**Exercise requirements**
A faithful, complete copy of the entries is the sole expected answer.

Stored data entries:
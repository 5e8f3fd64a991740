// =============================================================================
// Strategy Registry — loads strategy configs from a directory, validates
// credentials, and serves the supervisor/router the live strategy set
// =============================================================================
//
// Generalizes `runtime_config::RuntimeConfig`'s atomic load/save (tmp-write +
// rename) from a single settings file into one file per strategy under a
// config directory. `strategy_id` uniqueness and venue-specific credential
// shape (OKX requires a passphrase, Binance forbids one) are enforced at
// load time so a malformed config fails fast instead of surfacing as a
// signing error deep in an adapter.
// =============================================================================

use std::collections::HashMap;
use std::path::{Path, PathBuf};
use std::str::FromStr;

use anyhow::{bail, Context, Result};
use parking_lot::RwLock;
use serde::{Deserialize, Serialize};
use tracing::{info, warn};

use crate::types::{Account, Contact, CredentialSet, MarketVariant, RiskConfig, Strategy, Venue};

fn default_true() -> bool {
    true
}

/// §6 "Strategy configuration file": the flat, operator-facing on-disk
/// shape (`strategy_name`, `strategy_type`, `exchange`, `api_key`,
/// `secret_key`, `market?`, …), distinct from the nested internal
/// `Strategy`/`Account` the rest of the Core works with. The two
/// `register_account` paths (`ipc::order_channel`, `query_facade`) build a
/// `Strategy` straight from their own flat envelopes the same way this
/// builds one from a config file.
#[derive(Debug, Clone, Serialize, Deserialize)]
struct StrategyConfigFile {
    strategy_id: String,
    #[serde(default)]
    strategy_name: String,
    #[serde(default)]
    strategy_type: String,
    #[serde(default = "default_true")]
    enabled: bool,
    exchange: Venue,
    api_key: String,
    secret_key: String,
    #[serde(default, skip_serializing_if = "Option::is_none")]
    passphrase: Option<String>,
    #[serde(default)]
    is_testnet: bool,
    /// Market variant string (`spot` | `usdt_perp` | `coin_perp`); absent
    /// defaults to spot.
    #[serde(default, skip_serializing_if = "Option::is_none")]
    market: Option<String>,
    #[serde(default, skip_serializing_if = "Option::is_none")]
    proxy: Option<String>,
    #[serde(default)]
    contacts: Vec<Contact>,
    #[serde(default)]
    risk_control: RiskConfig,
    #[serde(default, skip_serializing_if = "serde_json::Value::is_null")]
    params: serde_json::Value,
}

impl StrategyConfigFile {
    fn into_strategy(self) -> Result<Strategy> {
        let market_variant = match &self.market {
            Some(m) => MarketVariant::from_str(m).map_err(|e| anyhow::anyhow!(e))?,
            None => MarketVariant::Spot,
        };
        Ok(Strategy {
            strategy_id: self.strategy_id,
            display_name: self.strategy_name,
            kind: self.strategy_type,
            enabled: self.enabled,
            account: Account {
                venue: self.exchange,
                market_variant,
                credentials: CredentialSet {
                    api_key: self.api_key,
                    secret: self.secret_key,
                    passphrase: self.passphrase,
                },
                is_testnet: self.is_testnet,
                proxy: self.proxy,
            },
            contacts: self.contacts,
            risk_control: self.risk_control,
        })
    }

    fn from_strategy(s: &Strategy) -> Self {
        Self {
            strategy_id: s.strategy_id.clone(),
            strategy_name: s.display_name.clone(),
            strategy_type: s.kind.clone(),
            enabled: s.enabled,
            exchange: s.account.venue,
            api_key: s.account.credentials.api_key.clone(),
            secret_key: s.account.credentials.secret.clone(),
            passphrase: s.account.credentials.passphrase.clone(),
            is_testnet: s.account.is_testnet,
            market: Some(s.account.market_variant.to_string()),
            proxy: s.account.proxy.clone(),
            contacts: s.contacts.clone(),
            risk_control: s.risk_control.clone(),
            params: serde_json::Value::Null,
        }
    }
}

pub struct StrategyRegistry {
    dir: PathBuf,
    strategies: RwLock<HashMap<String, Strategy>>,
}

**Task result**
repository 5e8f3fd64a991740
// =============================================================================
// Strategy Registry — loads strategy configs from a directory, validates
// credentials, and serves the supervisor/router the live strategy set
// =============================================================================
//
// Generalizes `runtime_config::RuntimeConfig`'s atomic load/save (tmp-write +
// rename) from a single settings file into one file per strategy under a
// config directory. `strategy_id` uniqueness and venue-specific credential
// shape (OKX requires a passphrase, Binance forbids one) are enforced at
// load time so a malformed config fails fast instead of surfacing as a
// signing error deep in an adapter.
// =============================================================================

use std::collections::HashMap;
use std::path::{Path, PathBuf};
use std::str::FromStr;

use anyhow::{bail, Context, Result};
use parking_lot::RwLock;
use serde::{Deserialize, Serialize};
use tracing::{info, warn};

use crate::types::{Account, Contact, CredentialSet, MarketVariant, RiskConfig, Strategy, Venue};

fn default_true() -> bool {
    true
}

/// §6 "Strategy configuration file": the flat, operator-facing on-disk
/// shape (`strategy_name`, `strategy_type`, `exchange`, `api_key`,
/// `secret_key`, `market?`, …), distinct from the nested internal
/// `Strategy`/`Account` the rest of the Core works with. The two
/// `register_account` paths (`ipc::order_channel`, `query_facade`) build a
/// `Strategy` straight from their own flat envelopes the same way this
/// builds one from a config file.
#[derive(Debug, Clone, Serialize, Deserialize)]
struct StrategyConfigFile {
    strategy_id: String,
    #[serde(default)]
    strategy_name: String,
    #[serde(default)]
    strategy_type: String,
    #[serde(default = "default_true")]
    enabled: bool,
    exchange: Venue,
    api_key: String,
    secret_key: String,
    #[serde(default, skip_serializing_if = "Option::is_none")]
    passphrase: Option<String>,
    #[serde(default)]
    is_testnet: bool,
    /// Market variant string (`spot` | `usdt_perp` | `coin_perp`); absent
    /// defaults to spot.
    #[serde(default, skip_serializing_if = "Option::is_none")]
    market: Option<String>,
    #[serde(default, skip_serializing_if = "Option::is_none")]
    proxy: Option<String>,
    #[serde(default)]
    contacts: Vec<Contact>,
    #[serde(default)]
    risk_control: RiskConfig,
    #[serde(default, skip_serializing_if = "serde_json::Value::is_null")]
    params: serde_json::Value,
}

impl StrategyConfigFile {
    fn into_strategy(self) -> Result<Strategy> {
        let market_variant = match &self.market {
            Some(m) => MarketVariant::from_str(m).map_err(|e| anyhow::anyhow!(e))?,
            None => MarketVariant::Spot,
        };
        Ok(Strategy {
            strategy_id: self.strategy_id,
            display_name: self.strategy_name,
            kind: self.strategy_type,
            enabled: self.enabled,
            account: Account {
                venue: self.exchange,
                market_variant,
                credentials: CredentialSet {
                    api_key: self.api_key,
                    secret: self.secret_key,
                    passphrase: self.passphrase,
                },
                is_testnet: self.is_testnet,
                proxy: self.proxy,
            },
            contacts: self.contacts,
            risk_control: self.risk_control,
        })
    }

    fn from_strategy(s: &Strategy) -> Self {
        Self {
            strategy_id: s.strategy_id.clone(),
            strategy_name: s.display_name.clone(),
            strategy_type: s.kind.clone(),
            enabled: s.enabled,
            exchange: s.account.venue,
            api_key: s.account.credentials.api_key.clone(),
            secret_key: s.account.credentials.secret.clone(),
            passphrase: s.account.credentials.passphrase.clone(),
            is_testnet: s.account.is_testnet,
            market: Some(s.account.market_variant.to_string()),
            proxy: s.account.proxy.clone(),
            contacts: s.contacts.clone(),
            risk_control: s.risk_control.clone(),
            params: serde_json::Value::Null,
        }
    }
}

pub struct StrategyRegistry {
    dir: PathBuf,
    strategies: RwLock<HashMap<String, Strategy>>,
}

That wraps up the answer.